A sobrecarga do STJ

O problema foi agravado pelo excesso de leis federais, estimadas em 180 mil, e pela tendência de partidos e movimentos sociais de judicializar decisões da administração pública

Notas e Informações, O Estado de S.Paulo

28 de fevereiro de 2019 | 03h00

Mais importante corte de Justiça do País depois do Supremo Tribunal Federal (STF), o Superior Tribunal de Justiça (STJ) vive uma situação paradoxal. Com um estoque de 322,2 mil processos à espera de julgamento, seus 33 ministros têm de lidar com os complexos conflitos que afetam a economia, relativos a questões contratuais e tributárias, e com os litígios triviais da vida cotidiana dos cidadãos, como disputas entre vizinhos e pedidos de indenização por danos morais feitos por consumidores que compraram caixa de bombons com larvas.

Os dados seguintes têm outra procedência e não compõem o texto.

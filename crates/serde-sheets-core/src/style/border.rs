//! Border style types

use super::Color;

/// Border style for a cell
#[derive(Debug, Clone, PartialEq, Eq, Hash, Default)]
pub struct BorderStyle {
    /// Left border
    pub left: BorderEdge,
    /// Right border
    pub right: BorderEdge,
    /// Top border
    pub top: BorderEdge,
    /// Bottom border
    pub bottom: BorderEdge,
}

impl BorderStyle {
    /// Create a new border style with no borders
    pub fn new() -> Self {
        Self::default()
    }

    /// Set all four edges to the same style
    pub fn all(style: BorderLineStyle, color: Color) -> Self {
        let edge = BorderEdge::new(style, color);
        Self {
            left: edge,
            right: edge,
            top: edge,
            bottom: edge,
        }
    }

    /// Check if no edge has a line
    pub fn is_empty(&self) -> bool {
        [self.left, self.right, self.top, self.bottom]
            .iter()
            .all(|edge| edge.style == BorderLineStyle::None)
    }
}

/// A single border edge
#[derive(Debug, Clone, Copy, PartialEq, Eq, Hash, Default)]
pub struct BorderEdge {
    /// Line style
    pub style: BorderLineStyle,
    /// Line color
    pub color: Color,
}

impl BorderEdge {
    /// Create a new border edge
    pub fn new(style: BorderLineStyle, color: Color) -> Self {
        Self { style, color }
    }

    /// Create a thin black border
    pub fn thin() -> Self {
        Self::new(BorderLineStyle::Thin, Color::BLACK)
    }
}

/// Border line styles
#[derive(Debug, Clone, Copy, PartialEq, Eq, Hash, Default)]
pub enum BorderLineStyle {
    /// No border
    #[default]
    None,
    /// Thin line
    Thin,
    /// Medium line
    Medium,
    /// Thick line
    Thick,
    /// Dashed line
    Dashed,
    /// Dotted line
    Dotted,
    /// Double line
    Double,
    /// Hair line (very thin)
    Hair,
    /// Medium dashed
    MediumDashed,
    /// Dash-dot
    DashDot,
    /// Medium dash-dot
    MediumDashDot,
    /// Dash-dot-dot
    DashDotDot,
    /// Medium dash-dot-dot
    MediumDashDotDot,
    /// Slant dash-dot
    SlantDashDot,
}

impl BorderLineStyle {
    /// SpreadsheetML `style` attribute value
    pub fn as_str(&self) -> &'static str {
        match self {
            BorderLineStyle::None => "none",
            BorderLineStyle::Thin => "thin",
            BorderLineStyle::Medium => "medium",
            BorderLineStyle::Thick => "thick",
            BorderLineStyle::Dashed => "dashed",
            BorderLineStyle::Dotted => "dotted",
            BorderLineStyle::Double => "double",
            BorderLineStyle::Hair => "hair",
            BorderLineStyle::MediumDashed => "mediumDashed",
            BorderLineStyle::DashDot => "dashDot",
            BorderLineStyle::MediumDashDot => "mediumDashDot",
            BorderLineStyle::DashDotDot => "dashDotDot",
            BorderLineStyle::MediumDashDotDot => "mediumDashDotDot",
            BorderLineStyle::SlantDashDot => "slantDashDot",
        }
    }
}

Esse é um exemplo das dificuldades que o Judiciário vem enfrentando para se tornar uma instituição eficiente, rápida e capaz de propiciar segurança jurídica à vida econômica e social do País. Só no caso das caixas de bombons, o STJ já julgou cerca de 15 processos com pequenas variações. Em alguns, as partes discutiram se os consumidores comeram ou não os bombons, o que afetaria o cálculo da indenização moral. Em outros, debateram se esses bombons foram comidos quando as caixas estavam no prazo de validade. Houve ainda o caso do dono de um cão que comeu ração estragada, o que levou o proprietário a pleitear indenização por aumento de pressão arterial. Em matéria de cães, o STJ também já julgou o caso de dois rottweilers que mataram papagaios da residência vizinha e dois cachorros que pularam uma cerca de 1,8 metro e mataram as aves da casa ao lado.

A heterogeneidade dos processos que o STJ tem de julgar decorre do fato de que ele foi incumbido pela Constituição de lidar com os litígios relacionados à aplicação de leis federais, como, por exemplo, o Código Civil, o Código de Defesa do Consumidor e o Código Tributário Nacional. O problema é que, apesar de ser uma corte superior, a Corte não possui um filtro para barrar a entrada de recursos relativos a casos de menor relevância, que poderiam ser encerrados na segunda instância.

O problema foi agravado pelo excesso de leis federais, estimadas em 180 mil, e pela tendência de partidos e movimentos sociais de judicializar decisões da administração pública. Além disso, há a estratégia dos advogados de criar teses sobre um mesmo assunto, mas com roupagem diferente, como lembra a professora Cecília Asperti, da Fundação Getúlio Vargas. Por todos esses motivos, as inovações processuais concebidas nos últimos anos para permitir que só subissem para os tribunais superiores as questões mais relevantes acabaram não trazendo os resultados esperados. É o caso da Emenda Constitucional n.° 45, que promoveu a reforma do Judiciário e criou a súmula vinculante. Em 2016, entrou em vigor o novo Código de Processo Civil, cujas alterações, apesar de importantes, também não foram capazes de reduzir o número de recursos levados ao STJ.

Com isso, em vez de receber apenas recursos de causas que tivessem impacto social e de atuar como um “tribunal de precedentes”, uniformizando a interpretação das leis federais e formando jurisprudência uniforme, o STJ passou a agir como um “tribunal da cidadania”, convertendo-se numa terceira instância. “Precisamos mudar. Não temos de entrar numa briga de inquilino com locador se ela não tiver repercussão social, se a decisão que formos proferir não for além do interesse das partes”, diz o presidente da Corte, ministro João Otávio de Noronha.

Em 2018, o STJ recebeu 346,3 mil processos e julgou 524 mil, o que dá a dimensão de sua produtividade. Mesmo assim, como o estoque continua alto, seus ministros querem adotar o princípio da repercussão geral, nos moldes do que já ocorre no STF. Mas isso depende da aprovação de uma Proposta de Emenda Constitucional que tramita desde 2012 e que, depois de ter sido aprovada pela Câmara, se encontra desde dezembro de 2018 na Comissão de Constituição e Justiça do Senado. Enquanto ela não for aprovada, o STJ continuará sobrecarregado, perdendo tempo com processos de baixa relevância, quando deveria se concentrar em casos mais importantes para a sociedade.